Users do not need to register to use the internet, nor are there restrictions placed on anonymous communications. The same cannot be said of mobile phone users, as verified identification information is required to purchase any prepaid mobile service. Additional personal information must be provided to the service provider before a phone may be activated. All purchase information is stored while the service remains activated, and it may be accessed by law enforcement and emergency agencies provided there is a valid warrant.[51]

Law enforcement agencies may search and seize computers and compel an ISP to intercept and store data from those suspected of committing a crime. Such actions require a lawful warrant. The collection and monitoring of the content of a communication falls within the purview of the Telecommunications (Interception and Access) Act 1979 (TIAA). Call-charge records, however, are regulated by the Telecommunications Act 1997 (TA).[52] It is prohibited for ISPs and similar entities, acting on their own, to monitor and disclose the content of communications without the customer’s consent.[53] Unlawful collection and disclosure of the content of a communication can draw both civil and criminal sanctions.[54] The TIAA and TA expressly authorize a range of disclosures, including to specified law enforcement and tax agencies, all of which require a warrant. ISPs are currently able to monitor their networks without a warrant for “network protection duties,” such as curtailing malicious software and spam.[55]

On August 22, 2012, the Australian Senate passed the Cybercrime Legislation Amendment Bill, allowing Australia to accede to the Council of Europe Convention on Cybercrime.[56] Unlike the legislation of many other countries that have already ratified the convention, Australia’s legislation goes beyond the treaty’s terms by calling for greater monitoring of all internet communications by ISPs. Under the Convention, an ISP is only required to monitor, intercept, and retain data when presented with a warrant, and only in conjunction with an active and ongoing criminal investigation restricted to the areas in the Convention: child pornography, online copyright (intellectual property), online fraud and forgery, and computer offenses. The new Australian legislation compels ISP cooperation for any serious crime being investigated in Australia or overseas; it is not limited to the crimes set out in the Convention.
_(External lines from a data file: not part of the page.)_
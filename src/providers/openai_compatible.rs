use std::collections::BTreeMap;

use async_trait::async_trait;
use serde::Deserialize;
use serde_json::{Map, Value};

use crate::config::ConfigError;
use crate::model::LanguageModel;
use crate::profile::{Env, HttpAuth, ProviderConfig, resolve_auth_token};
use crate::protocol::InvocationError;
use crate::types::{
    ContentPart, FinishReason, GenerateRequest, GenerateResponse, Message, Tool, ToolChoice,
    Usage, parse_tool_call_arguments,
};

#[derive(Clone)]
pub struct OpenAICompatible {
    http: reqwest::Client,
    base_url: String,
    auth: Option<HttpAuth>,
    default_model: String,
    deployments: bool,
    http_headers: BTreeMap<String, String>,
    http_query_params: BTreeMap<String, String>,
}

impl std::fmt::Debug for OpenAICompatible {
    fn fmt(&self, f: &mut std::fmt::Formatter<'_>) -> std::fmt::Result {
        f.debug_struct("OpenAICompatible")
            .field("base_url", &self.base_url)
            .field("auth", &self.auth)
            .field("default_model", &self.default_model)
            .field("deployments", &self.deployments)
            .finish()
    }
}

impl OpenAICompatible {
    pub fn new(api_key: impl Into<String>) -> Self {
        let http = reqwest::Client::builder()
            .timeout(std::time::Duration::from_secs(300))
            .build()
            .expect("reqwest client build should not fail");

        let api_key = api_key.into();
        let auth = if api_key.trim().is_empty() {
            None
        } else {
            HttpAuth::bearer(api_key.trim()).ok()
        };

        Self {
            http,
            base_url: "https://api.openai.com/v1".to_string(),
            auth,
            default_model: String::new(),
            deployments: false,
            http_headers: BTreeMap::new(),
            http_query_params: BTreeMap::new(),
        }
    }

    pub fn with_base_url(mut self, base_url: impl Into<String>) -> Self {
        self.base_url = base_url.into();
        self
    }

    pub fn with_model(mut self, model: impl Into<String>) -> Self {
        self.default_model = model.into();
        self
    }

    /// Route requests to `{base_url}/deployments/{model}/chat/completions`.
    pub fn with_deployments(mut self, deployments: bool) -> Self {
        self.deployments = deployments;
        self
    }

    pub fn with_header(mut self, name: impl Into<String>, value: impl Into<String>) -> Self {
        self.http_headers.insert(name.into(), value.into());
        self
    }

    pub fn with_query_param(mut self, name: impl Into<String>, value: impl Into<String>) -> Self {
        self.http_query_params.insert(name.into(), value.into());
        self
    }

    pub fn from_config(config: &ProviderConfig, env: &Env) -> Result<Self, ConfigError> {
        let mut out = Self::new(String::new());
        if let Some(auth) = config.auth.as_ref() {
            let token = resolve_auth_token(auth, env)?;
            out.auth = Some(HttpAuth::for_provider(auth, &token)?);
        }
        if let Some(base_url) = config.base_url.as_deref().filter(|s| !s.trim().is_empty()) {
            out = out.with_base_url(base_url.trim());
        }
        if let Some(model) = config
            .default_model
            .as_deref()
            .filter(|s| !s.trim().is_empty())
        {
            out = out.with_model(model.trim());
        }
        out.deployments = config.deployments;
        out.http_headers = config.http_headers.clone();
        out.http_query_params = config.http_query_params.clone();
        Ok(out)
    }

    fn chat_completions_url(&self, model: &str) -> String {
        let base = self.base_url.trim_end_matches('/');
        if base.ends_with("/chat/completions") {
            base.to_string()
        } else if self.deployments {
            format!("{base}/deployments/{model}/chat/completions")
        } else {
            format!("{base}/chat/completions")
        }
    }

    fn resolve_model<'a>(&'a self, request: &'a GenerateRequest) -> Result<&'a str, InvocationError> {
        if let Some(model) = request.model.as_deref().filter(|m| !m.trim().is_empty()) {
            return Ok(model);
        }
        if !self.default_model.trim().is_empty() {
            return Ok(self.default_model.as_str());
        }
        Err(InvocationError::ModelNotConfigured {
            provider: self.provider().to_string(),
        })
    }

    fn tool_to_openai(tool: &Tool) -> Value {
        let mut function = Map::<String, Value>::new();
        function.insert("name".to_string(), Value::String(tool.name.clone()));
        if let Some(description) = &tool.description {
            function.insert(
                "description".to_string(),
                Value::String(description.clone()),
            );
        }
        function.insert("parameters".to_string(), tool.parameters.clone());

        let mut out = Map::<String, Value>::new();
        out.insert("type".to_string(), Value::String("function".to_string()));
        out.insert("function".to_string(), Value::Object(function));
        Value::Object(out)
    }

    fn tool_choice_to_openai(choice: &ToolChoice) -> Value {
        let ToolChoice::Tool { name } = choice;
        serde_json::json!({
            "type": "function",
            "function": { "name": name }
        })
    }

    fn messages_to_chat_messages(messages: &[Message]) -> Vec<Value> {
        messages
            .iter()
            .map(|message| {
                serde_json::json!({
                    "role": message.role,
                    "content": message.content,
                })
            })
            .collect()
    }

    fn parse_usage(value: &Value) -> Usage {
        let mut usage = Usage::default();
        if let Some(obj) = value.as_object() {
            usage.input_tokens = obj.get("prompt_tokens").and_then(Value::as_u64);
            usage.output_tokens = obj.get("completion_tokens").and_then(Value::as_u64);
            usage.total_tokens = obj.get("total_tokens").and_then(Value::as_u64);
        }
        usage.merge_total();
        usage
    }
}

#[derive(Debug, Deserialize)]
struct ChatCompletionsResponse {
    #[serde(default)]
    choices: Vec<ChatChoice>,
    #[serde(default)]
    usage: Option<Value>,
}

#[derive(Debug, Deserialize, Default)]
struct ChatChoice {
    #[serde(default)]
    message: ChatMessage,
    #[serde(default)]
    finish_reason: Option<String>,
}

#[derive(Debug, Deserialize, Default)]
struct ChatMessage {
    #[serde(default)]
    content: Option<String>,
    #[serde(default)]
    tool_calls: Option<Vec<ChatToolCall>>,
}

#[derive(Debug, Deserialize, Default)]
struct ChatToolCall {
    #[serde(default)]
    id: String,
    #[serde(default)]
    function: ChatToolFunction,
}

#[derive(Debug, Deserialize, Default)]
struct ChatToolFunction {
    #[serde(default)]
    name: String,
    #[serde(default)]
    arguments: String,
}

#[async_trait]
impl LanguageModel for OpenAICompatible {
    fn provider(&self) -> &str {
        "openai-compatible"
    }

    fn model_id(&self) -> &str {
        self.default_model.as_str()
    }

    async fn generate(
        &self,
        request: GenerateRequest,
    ) -> Result<GenerateResponse, InvocationError> {
        let model = self.resolve_model(&request)?;

        let mut body = Map::<String, Value>::new();
        body.insert("model".to_string(), Value::String(model.to_string()));
        body.insert(
            "messages".to_string(),
            Value::Array(Self::messages_to_chat_messages(&request.messages)),
        );
        if let Some(temperature) = request.temperature {
            body.insert(
                "temperature".to_string(),
                Value::Number(
                    serde_json::Number::from_f64(f64::from(temperature))
                        .unwrap_or_else(|| 0.into()),
                ),
            );
        }
        if let Some(tools) = request.tools.as_ref() {
            body.insert(
                "tools".to_string(),
                Value::Array(tools.iter().map(Self::tool_to_openai).collect()),
            );
        }
        if let Some(tool_choice) = request.tool_choice.as_ref() {
            body.insert(
                "tool_choice".to_string(),
                Self::tool_choice_to_openai(tool_choice),
            );
        }

        let url = self.chat_completions_url(model);
        let mut req = self.http.post(url);
        if let Some(auth) = self.auth.as_ref() {
            req = auth.apply(req);
        }
        for (name, value) in &self.http_headers {
            req = req.header(name.as_str(), value.as_str());
        }
        if !self.http_query_params.is_empty() {
            req = req.query(&self.http_query_params);
        }
        let response = req.json(&body).send().await?;

        let status = response.status();
        if !status.is_success() {
            let text = response.text().await.unwrap_or_default();
            return Err(InvocationError::Upstream { status, body: text });
        }

        let bytes = response.bytes().await?;
        let parsed = serde_json::from_slice::<ChatCompletionsResponse>(&bytes).map_err(|err| {
            InvocationError::MalformedUpstreamResponse(format!(
                "invalid chat/completions json: {err}"
            ))
        })?;
        let choice = parsed.choices.first().ok_or_else(|| {
            InvocationError::MalformedUpstreamResponse(
                "chat/completions response has no choices".to_string(),
            )
        })?;

        let mut content = Vec::<ContentPart>::new();
        if let Some(text) = choice.message.content.as_deref().filter(|t| !t.is_empty()) {
            content.push(ContentPart::Text {
                text: text.to_string(),
            });
        }
        if let Some(tool_calls) = choice.message.tool_calls.as_ref() {
            for tool_call in tool_calls {
                content.push(ContentPart::ToolCall {
                    id: tool_call.id.clone(),
                    name: tool_call.function.name.clone(),
                    arguments: parse_tool_call_arguments(&tool_call.function.arguments)
                        .map_err(|err| {
                            InvocationError::MalformedUpstreamResponse(format!(
                                "tool call arguments are not valid json: {err}"
                            ))
                        })?,
                });
            }
        }

        let usage = parsed
            .usage
            .as_ref()
            .map(Self::parse_usage)
            .unwrap_or_default();

        Ok(GenerateResponse {
            content,
            finish_reason: FinishReason::parse(choice.finish_reason.as_deref()),
            usage,
        })
    }
}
The Convention also requires expeditious preservation of data by the person in possession or control of data, which means ISPs will often be the ones called upon to store data. Articles 16 and 17 of the Convention state that ISPs can be compelled to preserve internet traffic data logs for a maximum period of 90 days, whereas the Australian legislation mandates that ISPs store data for 180 days for foreign preservation notices. However, the Convention does not compel ISPs to monitor stored communications, only traffic data. In the case of an active criminal investigation, the Convention obligates an ISP to preserve the data that is already stored but would otherwise be deleted. This could include preservation of what IP addresses connect to and from other IP addresses, or what phone numbers connect to a Voice over Internet Protocol (VoIP) number. This may also include information about what types of protocols a customer uses, the size and use of packets, and so forth. Data preservation remains a controversial point but most notably in relation to the obligation to provide mutual assistance to a foreign entity.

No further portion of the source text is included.